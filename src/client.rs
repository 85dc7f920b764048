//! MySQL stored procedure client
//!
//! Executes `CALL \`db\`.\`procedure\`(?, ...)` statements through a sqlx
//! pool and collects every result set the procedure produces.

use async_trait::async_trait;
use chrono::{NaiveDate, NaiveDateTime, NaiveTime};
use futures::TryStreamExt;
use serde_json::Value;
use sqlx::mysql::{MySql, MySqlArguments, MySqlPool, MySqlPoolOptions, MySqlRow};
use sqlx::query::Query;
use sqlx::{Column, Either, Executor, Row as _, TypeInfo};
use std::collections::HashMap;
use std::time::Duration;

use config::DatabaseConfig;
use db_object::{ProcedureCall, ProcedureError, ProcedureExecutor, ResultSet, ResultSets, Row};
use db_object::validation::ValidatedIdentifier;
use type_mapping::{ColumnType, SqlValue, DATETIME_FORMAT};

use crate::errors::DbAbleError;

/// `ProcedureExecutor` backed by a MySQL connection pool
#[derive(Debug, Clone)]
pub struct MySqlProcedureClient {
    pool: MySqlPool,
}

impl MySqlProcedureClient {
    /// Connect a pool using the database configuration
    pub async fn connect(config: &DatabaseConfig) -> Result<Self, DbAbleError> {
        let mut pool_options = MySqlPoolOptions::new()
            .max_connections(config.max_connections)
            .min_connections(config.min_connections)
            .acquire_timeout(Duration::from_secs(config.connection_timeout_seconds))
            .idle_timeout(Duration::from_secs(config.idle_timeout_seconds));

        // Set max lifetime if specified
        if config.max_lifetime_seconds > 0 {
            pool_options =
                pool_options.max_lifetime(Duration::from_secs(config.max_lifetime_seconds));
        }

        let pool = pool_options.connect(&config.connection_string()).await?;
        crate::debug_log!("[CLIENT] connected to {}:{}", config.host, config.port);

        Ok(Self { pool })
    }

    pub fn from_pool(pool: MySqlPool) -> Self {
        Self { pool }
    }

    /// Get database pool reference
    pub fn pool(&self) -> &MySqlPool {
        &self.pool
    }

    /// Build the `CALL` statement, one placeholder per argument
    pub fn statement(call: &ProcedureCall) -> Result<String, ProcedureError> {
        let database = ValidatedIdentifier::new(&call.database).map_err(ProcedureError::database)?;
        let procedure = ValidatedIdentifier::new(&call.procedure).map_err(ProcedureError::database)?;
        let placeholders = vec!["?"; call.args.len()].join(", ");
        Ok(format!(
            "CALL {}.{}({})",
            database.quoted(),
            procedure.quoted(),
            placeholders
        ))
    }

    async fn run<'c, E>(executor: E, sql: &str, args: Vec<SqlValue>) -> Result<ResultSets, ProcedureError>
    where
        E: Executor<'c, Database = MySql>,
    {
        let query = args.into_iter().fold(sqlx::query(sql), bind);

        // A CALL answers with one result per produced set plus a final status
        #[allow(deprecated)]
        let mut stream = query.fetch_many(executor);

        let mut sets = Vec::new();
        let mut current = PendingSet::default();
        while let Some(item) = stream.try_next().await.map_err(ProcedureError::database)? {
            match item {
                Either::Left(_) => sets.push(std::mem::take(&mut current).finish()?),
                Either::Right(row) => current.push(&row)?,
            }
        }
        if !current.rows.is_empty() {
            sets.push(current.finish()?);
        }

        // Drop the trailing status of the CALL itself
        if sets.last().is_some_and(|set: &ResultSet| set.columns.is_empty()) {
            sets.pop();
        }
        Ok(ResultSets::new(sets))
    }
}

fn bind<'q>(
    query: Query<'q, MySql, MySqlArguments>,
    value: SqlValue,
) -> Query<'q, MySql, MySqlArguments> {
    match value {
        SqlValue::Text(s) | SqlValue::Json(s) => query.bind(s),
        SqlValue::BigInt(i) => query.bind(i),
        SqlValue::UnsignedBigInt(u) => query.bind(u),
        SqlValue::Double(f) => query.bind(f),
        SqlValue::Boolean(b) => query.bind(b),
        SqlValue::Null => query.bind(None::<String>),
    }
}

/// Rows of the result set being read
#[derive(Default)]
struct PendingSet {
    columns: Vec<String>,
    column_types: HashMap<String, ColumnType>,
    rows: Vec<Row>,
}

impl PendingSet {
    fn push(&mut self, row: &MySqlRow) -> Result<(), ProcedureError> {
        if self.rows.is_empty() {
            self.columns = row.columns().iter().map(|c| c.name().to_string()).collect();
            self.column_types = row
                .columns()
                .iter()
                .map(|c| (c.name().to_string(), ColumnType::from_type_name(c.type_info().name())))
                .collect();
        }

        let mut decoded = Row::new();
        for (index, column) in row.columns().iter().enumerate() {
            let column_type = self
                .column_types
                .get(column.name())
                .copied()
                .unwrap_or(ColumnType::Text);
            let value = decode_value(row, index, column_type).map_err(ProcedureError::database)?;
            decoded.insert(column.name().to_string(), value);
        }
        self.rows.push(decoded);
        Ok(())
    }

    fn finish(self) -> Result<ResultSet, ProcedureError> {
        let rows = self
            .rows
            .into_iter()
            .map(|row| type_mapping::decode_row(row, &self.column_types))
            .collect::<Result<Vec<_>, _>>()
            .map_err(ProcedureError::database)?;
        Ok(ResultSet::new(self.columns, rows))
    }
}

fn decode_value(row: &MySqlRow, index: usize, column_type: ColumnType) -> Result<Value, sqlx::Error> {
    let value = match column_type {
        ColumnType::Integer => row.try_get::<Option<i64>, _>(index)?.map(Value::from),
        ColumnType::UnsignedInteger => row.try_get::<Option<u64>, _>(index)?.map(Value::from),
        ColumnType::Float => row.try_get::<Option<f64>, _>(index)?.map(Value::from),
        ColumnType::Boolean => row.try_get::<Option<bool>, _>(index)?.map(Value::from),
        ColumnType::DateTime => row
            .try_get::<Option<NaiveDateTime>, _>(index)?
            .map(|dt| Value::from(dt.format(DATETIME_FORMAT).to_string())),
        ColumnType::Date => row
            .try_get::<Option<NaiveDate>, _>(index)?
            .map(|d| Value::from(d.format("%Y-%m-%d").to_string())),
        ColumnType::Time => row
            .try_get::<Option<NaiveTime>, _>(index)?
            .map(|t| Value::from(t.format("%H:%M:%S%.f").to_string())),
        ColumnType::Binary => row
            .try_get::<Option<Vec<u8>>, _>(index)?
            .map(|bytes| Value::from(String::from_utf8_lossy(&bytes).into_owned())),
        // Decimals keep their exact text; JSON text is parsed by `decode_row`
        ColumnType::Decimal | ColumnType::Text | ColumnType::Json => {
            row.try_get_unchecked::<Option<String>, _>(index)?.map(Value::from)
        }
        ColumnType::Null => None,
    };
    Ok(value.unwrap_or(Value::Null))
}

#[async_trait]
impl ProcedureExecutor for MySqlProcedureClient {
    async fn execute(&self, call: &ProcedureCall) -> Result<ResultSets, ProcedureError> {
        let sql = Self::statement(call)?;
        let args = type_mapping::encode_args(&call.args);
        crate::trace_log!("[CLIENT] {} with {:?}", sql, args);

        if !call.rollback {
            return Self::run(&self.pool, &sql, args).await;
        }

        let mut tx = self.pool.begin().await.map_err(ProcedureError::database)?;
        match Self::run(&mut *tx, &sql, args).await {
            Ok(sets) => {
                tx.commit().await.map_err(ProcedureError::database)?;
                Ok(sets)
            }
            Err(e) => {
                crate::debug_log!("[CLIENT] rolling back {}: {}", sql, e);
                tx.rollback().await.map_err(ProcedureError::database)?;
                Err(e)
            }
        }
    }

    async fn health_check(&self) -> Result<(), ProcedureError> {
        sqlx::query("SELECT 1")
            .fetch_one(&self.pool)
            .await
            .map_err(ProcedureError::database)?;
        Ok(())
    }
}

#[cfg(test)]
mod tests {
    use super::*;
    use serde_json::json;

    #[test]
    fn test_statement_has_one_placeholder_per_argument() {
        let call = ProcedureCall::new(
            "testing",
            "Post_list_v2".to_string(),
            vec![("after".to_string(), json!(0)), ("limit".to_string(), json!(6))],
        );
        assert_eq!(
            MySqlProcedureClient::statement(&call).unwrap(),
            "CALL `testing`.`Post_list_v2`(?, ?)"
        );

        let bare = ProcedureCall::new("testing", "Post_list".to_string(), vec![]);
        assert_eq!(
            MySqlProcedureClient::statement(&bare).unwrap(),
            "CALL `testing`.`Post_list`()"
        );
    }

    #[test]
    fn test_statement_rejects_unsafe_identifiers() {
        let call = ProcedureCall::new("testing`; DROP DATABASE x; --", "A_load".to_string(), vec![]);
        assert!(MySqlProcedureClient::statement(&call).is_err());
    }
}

____

Beginning at the first line above, repeat exactly until the line containing "use serde_json::Value;", which is included.

**Result of this exercise**
filename src/client.rs
repository 85dc7f920b764048
//! MySQL stored procedure client
//!
//! Executes `CALL \`db\`.\`procedure\`(?, ...)` statements through a sqlx
//! pool and collects every result set the procedure produces.

use async_trait::async_trait;
use chrono::{NaiveDate, NaiveDateTime, NaiveTime};
use futures::TryStreamExt;
use serde_json::Value;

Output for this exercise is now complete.